Bisa Tampung CO2 hingga 400 Gigaton, Nilai Perdagangan Karbon RI Bakal Capai 15 Miliar Dolar AS
Ilustrasi energi hijau (Foto: dok. unsplash)

Bagikan:

JAKARTA - Menteri Koordinator Bidang Kemaritiman dan Investasi (Menko Marves) Luhut B Pandjaitan mengungkapkan bahwa Indonesia mampu menampung karbon hingga 400 giga ton pada depleted reservoir dan saline aquifer.

"Kita mungkin salah satu negara yang bisa menampung CO2 karna kita punya reservoir dan kita punya saline aquifer yang bisa menyedot kira-kira 400 gigaton jadi ini angka yang sangat besar," ujar Luhut kepada media, Senin 24 Juli.

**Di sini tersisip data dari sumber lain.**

impl<'m> Builder<'m> {
    pub fn new(module: &'m mut Module) -> Self {
        Self {
            module,
            block: None,
            func: None,
            next_var: 0,
        }
    }

    #[inline]
    pub fn module(&self) -> &Module {
        self.module
    }

    #[inline]
    pub fn current_block(&self) -> Option<Block> {
        self.block
    }

    #[inline]
    pub fn current_func(&self) -> Option<Func> {
        self.func
    }

    /// Positions the insertion point. Moving into a block of a different
    /// function resets the auto-name counter; `None` disables insertion.
    pub fn move_to(&mut self, block: Option<Block>) {
        if let Some(block) = block {
            let func = self.module.block(block).func;
            if self.func != Some(func) {
                trace!("moving into {:?}, auto-name counter reset", func);
                self.func = Some(func);
                self.next_var = 0;
            }
        }
        self.block = block;
    }

    /// Claims `base` in the function's name scope, appending the smallest
    /// suffix `.1`, `.2`, ... when the bare name is taken.
    fn disambiguate(&mut self, func: Func, base: &str) -> DefaultSymbol {
        let sym = self.module.intern(base);
        if self.module.funcs[func].names.insert(sym) {
            return sym;
        }
        let mut n = 1u32;
        loop {
            let candidate = format!("{}.{}", base, n);
            let sym = self.module.intern(&candidate);
            if self.module.funcs[func].names.insert(sym) {
                return sym;
            }
            n += 1;
        }
    }

    // ---------------------------------------------------------------------------
    // Module-level entities
    // ---------------------------------------------------------------------------

    /// Declares a struct type. Fails on a module-level name collision or a
    /// repeated field name within the struct.
    pub fn build_struct(
        &mut self,
        name: &str,
        fields: &[(&str, Type)],
        attributes: Vec<StructAttribute>,
    ) -> Result<Struct, BuilderError> {
        let sym = self.module.intern(name);
        if self.module.struct_names.contains_key(&sym) {
            return Err(BuilderError::DuplicateName(name.to_string()));
        }
        let mut seen = HashSet::new();
        let mut interned = Vec::with_capacity(fields.len());
        for (field, ty) in fields {
            let field_sym = self.module.intern(field);
            if !seen.insert(field_sym) {
                return Err(BuilderError::DuplicateName(field.to_string()));
            }
            interned.push((field_sym, ty.clone()));
        }
        let st = self.module.structs.push(StructData {
            name: sym,
            fields: interned,
            attributes,
        });
        self.module.struct_names.insert(sym, st);
        Ok(st)
    }

    /// Declares a type alias; `ty` of `None` forward-declares an opaque
    /// alias.
    pub fn build_alias(&mut self, name: &str, ty: Option<Type>) -> Result<Alias, BuilderError> {
        let sym = self.module.intern(name);
        if self.module.alias_names.contains_key(&sym) {
            return Err(BuilderError::DuplicateName(name.to_string()));
        }
        let alias = self.module.aliases.push(AliasData { name: sym, ty });
        self.module.alias_names.insert(sym, alias);
        Ok(alias)
    }

    /// Declares a global value.
    pub fn build_global(
        &mut self,
        name: &str,
        kind: GlobalKind,
        ty: Type,
        init: Option<Use>,
    ) -> Result<Global, BuilderError> {
        let sym = self.module.intern(name);
        if self.module.global_names.contains_key(&sym) {
            return Err(BuilderError::DuplicateName(name.to_string()));
        }
        let global = self.module.globals.push(GlobalData {
            name: sym,
            kind,
            ty,
            init,
        });
        self.module.global_names.insert(sym, global);
        Ok(global)
    }

    /// Creates a function together with its entry block; the entry block's
    /// parameter list is the function's argument list.
    pub fn build_function(
        &mut self,
        name: &str,
        args: &[(&str, Type)],
        result: Type,
        attributes: Vec<FunctionAttribute>,
    ) -> Result<Func, BuilderError> {
        let sym = self.module.intern(name);
        if self.module.func_names.contains_key(&sym) {
            return Err(BuilderError::DuplicateName(name.to_string()));
        }
        let func = self.module.funcs.push(FuncData {
            name: sym,
            args: Vec::new(),
            result,
            attributes,
            blocks: Vec::new(),
            names: HashSet::new(),
        });
        self.module.func_names.insert(sym, func);

        let entry_sym = self.disambiguate(func, "entry");
        let entry = self.module.blocks.push(BlockData {
            name: entry_sym,
            args: Vec::new(),
            insts: Vec::new(),
            func,
        });
        self.module.funcs[func].blocks.push(entry);

        let mut arg_refs = Vec::with_capacity(args.len());
        for (arg_name, ty) in args {
            let arg_sym = self.disambiguate(func, arg_name);
            arg_refs.push(self.module.args.push(ArgData {
                name: arg_sym,
                ty: ty.clone(),
                block: entry,
            }));
        }
        self.module.blocks[entry].args = arg_refs.clone();
        self.module.funcs[func].args = arg_refs;

        debug!("built function @{} with {} argument(s)", name, args.len());
        Ok(func)
    }

    /// Creates a block in `func`. Asking for `"entry"` returns the
    /// function's pre-existing entry block unchanged, ignoring `args`;
    /// any other name (and the argument names) are disambiguated against
    /// the function scope.
    pub fn build_block(&mut self, name: &str, args: &[(&str, Type)], func: Func) -> Block {
        if name == "entry" {
            return self.module.entry(func);
        }
        let sym = self.disambiguate(func, name);
        let block = self.module.blocks.push(BlockData {
            name: sym,
            args: Vec::new(),
            insts: Vec::new(),
            func,
        });
        self.module.funcs[func].blocks.push(block);
        for (arg_name, ty) in args {
            let arg_sym = self.disambiguate(func, arg_name);
            let arg = self.module.args.push(ArgData {
                name: arg_sym,
                ty: ty.clone(),
                block,
            });
            self.module.blocks[block].args.push(arg);
        }
        block
    }

    /// Appends an instruction at the insertion point.
    ///
    /// Void-typed kinds are unnamed regardless of `name`; for value-typed
    /// kinds, the requested name (or a fresh `v{N}`) is claimed after
    /// disambiguation. The counter behind `v{N}` advances only when a fresh
    /// name is minted.
    pub fn build_inst(
        &mut self,
        kind: InstKind,
        name: Option<&str>,
    ) -> Result<Inst, BuilderError> {
        let block = self.block.ok_or(BuilderError::NoInsertionPoint)?;
        let func = self.module.block(block).func;
        let ty = kind.result_ty(self.module);
        let name = if ty.is_void() {
            None
        } else {
            match name {
                Some(requested) => Some(self.disambiguate(func, requested)),
                None => {
                    let fresh = format!("v{}", self.next_var);
                    self.next_var += 1;
                    Some(self.disambiguate(func, &fresh))
                }
            }
        };
        let inst = self.module.insts.push(InstData {
            name,
            ty,
            kind,
            block,
        });
        self.module.blocks[block].insts.push(inst);
        Ok(inst)
    }

    // ---------------------------------------------------------------------------
    // Convenience constructors
    // ---------------------------------------------------------------------------

    fn arithmetic(&mut self, op: ArithmeticOp, lhs: Use, rhs: Use) -> Result<Inst, BuilderError> {
        self.build_inst(
            InstKind::Binary {
                op: BinaryOp::Arithmetic(op),
                lhs,
                rhs,
                broadcasting: None,
            },
            None,
        )
    }

    pub fn add(&mut self, lhs: Use, rhs: Use) -> Result<Inst, BuilderError> {
        self.arithmetic(ArithmeticOp::Add, lhs, rhs)
    }

    pub fn subtract(&mut self, lhs: Use, rhs: Use) -> Result<Inst, BuilderError> {
        self.arithmetic(ArithmeticOp::Subtract, lhs, rhs)
    }

    pub fn multiply(&mut self, lhs: Use, rhs: Use) -> Result<Inst, BuilderError> {
        self.arithmetic(ArithmeticOp::Multiply, lhs, rhs)
    }

    pub fn divide(&mut self, lhs: Use, rhs: Use) -> Result<Inst, BuilderError> {
        self.arithmetic(ArithmeticOp::Divide, lhs, rhs)
    }

    pub fn power(&mut self, lhs: Use, rhs: Use) -> Result<Inst, BuilderError> {
        self.arithmetic(ArithmeticOp::Power, lhs, rhs)
    }

    pub fn and(&mut self, lhs: Use, rhs: Use) -> Result<Inst, BuilderError> {
        self.build_inst(
            InstKind::Binary {
                op: BinaryOp::Boolean(BooleanOp::And),
                lhs,
                rhs,
                broadcasting: None,
            },
            None,
        )
    }

    pub fn or(&mut self, lhs: Use, rhs: Use) -> Result<Inst, BuilderError> {
        self.build_inst(
            InstKind::Binary {
                op: BinaryOp::Boolean(BooleanOp::Or),
                lhs,
                rhs,
                broadcasting: None,
            },
            None,
        )
    }

    pub fn compare(&mut self, op: ComparisonOp, lhs: Use, rhs: Use) -> Result<Inst, BuilderError> {
        self.build_inst(
            InstKind::Binary {
                op: BinaryOp::Comparison(op),
                lhs,
                rhs,
                broadcasting: None,
            },
            None,
        )
    }

    pub fn matrix_multiply(&mut self, lhs: Use, rhs: Use) -> Result<Inst, BuilderError> {
        self.build_inst(InstKind::MatrixMultiply { lhs, rhs }, None)
    }

    pub fn transpose(&mut self, operand: Use) -> Result<Inst, BuilderError> {
        self.build_inst(InstKind::Transpose { operand }, None)
    }

    /// An elementwise unary transform.
    pub fn transform(&mut self, op: UnaryOp, operand: Use) -> Result<Inst, BuilderError> {
        self.build_inst(InstKind::Unary { op, operand }, None)
    }

    pub fn reduce(&mut self, op: BinaryOp, operand: Use, axis: usize) -> Result<Inst, BuilderError> {
        self.build_inst(InstKind::Reduce { op, operand, axis }, None)
    }

    pub fn scan(&mut self, op: BinaryOp, operand: Use, axis: usize) -> Result<Inst, BuilderError> {
        self.build_inst(InstKind::Scan { op, operand, axis }, None)
    }

    pub fn concatenate(&mut self, operands: Vec<Use>, axis: usize) -> Result<Inst, BuilderError> {
        self.build_inst(InstKind::Concatenate { operands, axis }, None)
    }

    pub fn shape_cast(&mut self, operand: Use, shape: Shape) -> Result<Inst, BuilderError> {
        self.build_inst(InstKind::ShapeCast { operand, shape }, None)
    }

    pub fn data_type_cast(
        &mut self,
        operand: Use,
        data_type: DataType,
    ) -> Result<Inst, BuilderError> {
        self.build_inst(InstKind::DataTypeCast { operand, data_type }, None)
    }

    pub fn bit_cast(&mut self, operand: Use, target: Type) -> Result<Inst, BuilderError> {
        self.build_inst(InstKind::BitCast { operand, target }, None)
    }

    pub fn tuple(&mut self, operands: Vec<Use>) -> Result<Inst, BuilderError> {
        self.build_inst(InstKind::Tuple { operands }, None)
    }

    pub fn extract(&mut self, source: Use, keys: Vec<ElementKey>) -> Result<Inst, BuilderError> {
        self.build_inst(InstKind::Extract { source, keys }, None)
    }

    pub fn insert(
        &mut self,
        value: Use,
        destination: Use,
        keys: Vec<ElementKey>,
    ) -> Result<Inst, BuilderError> {
        self.build_inst(
            InstKind::Insert {
                value,
                destination,
                keys,
            },
            None,
        )
    }

    pub fn element_pointer(
        &mut self,
        source: Use,
        keys: Vec<ElementKey>,
    ) -> Result<Inst, BuilderError> {
        self.build_inst(InstKind::ElementPointer { source, keys }, None)
    }

    pub fn load(&mut self, source: Use) -> Result<Inst, BuilderError> {
        self.build_inst(InstKind::Load { source }, None)
    }

    pub fn store(&mut self, value: Use, destination: Use) -> Result<Inst, BuilderError> {
        self.build_inst(InstKind::Store { value, destination }, None)
    }

    pub fn allocate_heap(&mut self, ty: Type, count: Use) -> Result<Inst, BuilderError> {
        self.build_inst(InstKind::AllocateHeap { ty, count }, None)
    }

    pub fn allocate_box(&mut self, ty: Type) -> Result<Inst, BuilderError> {
        self.build_inst(InstKind::AllocateBox { ty }, None)
    }

    pub fn project_box(&mut self, operand: Use) -> Result<Inst, BuilderError> {
        self.build_inst(InstKind::ProjectBox { operand }, None)
    }

    pub fn deallocate(&mut self, operand: Use) -> Result<Inst, BuilderError> {
        self.build_inst(InstKind::Deallocate { operand }, None)
    }

    pub fn apply(&mut self, callee: Use, arguments: Vec<Use>) -> Result<Inst, BuilderError> {
        self.build_inst(InstKind::Apply { callee, arguments }, None)
    }

    pub fn gradient(
        &mut self,
        function: Use,
        from: usize,
        wrt: Vec<usize>,
        keeping: Vec<usize>,
    ) -> Result<Inst, BuilderError> {
        self.build_inst(
            InstKind::Gradient {
                function,
                from,
                wrt,
                keeping,
            },
            None,
        )
    }

    pub fn pull(&mut self, source: Global) -> Result<Inst, BuilderError> {
        self.build_inst(InstKind::Pull { source }, None)
    }

    pub fn yield_to(&mut self, value: Use, to: Global) -> Result<Inst, BuilderError> {
        self.build_inst(InstKind::Yield { value, to }, None)
    }

    pub fn branch(&mut self, target: Block, arguments: Vec<Use>) -> Result<Inst, BuilderError> {
        self.build_inst(InstKind::Branch { target, arguments }, None)
    }

    pub fn conditional(
        &mut self,
        condition: Use,
        then_target: Block,
        then_arguments: Vec<Use>,
        else_target: Block,
        else_arguments: Vec<Use>,
    ) -> Result<Inst, BuilderError> {
        self.build_inst(
            InstKind::Conditional {
                condition,
                then_target,
                then_arguments,
                else_target,
                else_arguments,
            },
            None,
        )
    }

    pub fn ret(&mut self, value: Option<Use>) -> Result<Inst, BuilderError> {
        self.build_inst(InstKind::Return { value }, None)
    }
}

Luhut juga memperkirakan nilai perdagangan karbon di Indonesia bisa mencapai 1 hingga 15 miliar dolar AS.

Ia juga menyebut jika penerapan Carbon Capture Storage (CCS) bisa menjadi strategi jangka pendek yang penting dalam mengurangi emisi sektor minyak dan gas.

Lebih jauh Luhut juga menyebut jika pemerintah berencana meluncurkan bursa karbon pada bulan September 2023. Hal ini merupakan bagian dari upaya untuk meningkatkan penggunaan energi terbarukan dan mencapai net zero emision pada tahun 2060.

"Dan Indonesia sebagai salah satu ekonomi terbesar di Asia Tenggara ingin memangkas emisinya hingga lebih dari 30 persen pada tahun 2030," ujar Luhut.

Nantinya perdagangan karbon akan diawasi oleh Otoritas Jasa Keuangan (OJK) dan hanya entitas yang beroperasi di Indonesia yang diizinkan untuk berdagang di bursa.

"Dan skemanya akan mirip dengan perdagangan saham dan Otoritas Jasa Keuangan (OJK) akan mengawasi kegiatan di bursa karbon," imbuh Luhut.

Pada kesempatan yang sama, Kemenkomarves dan Kedutaan Besar Inggris Jakarta danmenandatangani Pengaturan Pelaksanaan Program Nilai Ekonomi Karbon UKPACT (UK Partnering for Accelerated Climate Transitions) di Jakarta.

Luhut mengungkapkan jika kesepakatan tersebut menindaklanjuti MoU Inggris-Indonesia tentang Aksi Iklim dan Nilai Ekonomi Karbon, yang ditandatangani di sela-sela KTT G20 di Bali tahun lalu.

Adapun kesepakatan tersebut menunjukkan kerjasama Inggris-Indonesia terkait nilai ekonomi karbon dan pasar karbon, komponen penting dari pendekatan Indonesia untuk pembangunan rendah karbon.

Ia menjelaskan, melalui program ini, Inggris berkomitmen sebesar 2,7 juta poundsterling untuk bantuan teknis guna mendukung pengembangan dan koordinasi teknis dalam aksi iklim dan nilai ekonomi karbon (NEK).

Program ini akan mendukung Kemenkomarves dalam memimpin Komite Pengarah NEK Indonesia, dan melibatkan Kementerian dan Lembaga terkait termasuk Kementerian Keuangan khusus untuk pajak karbon.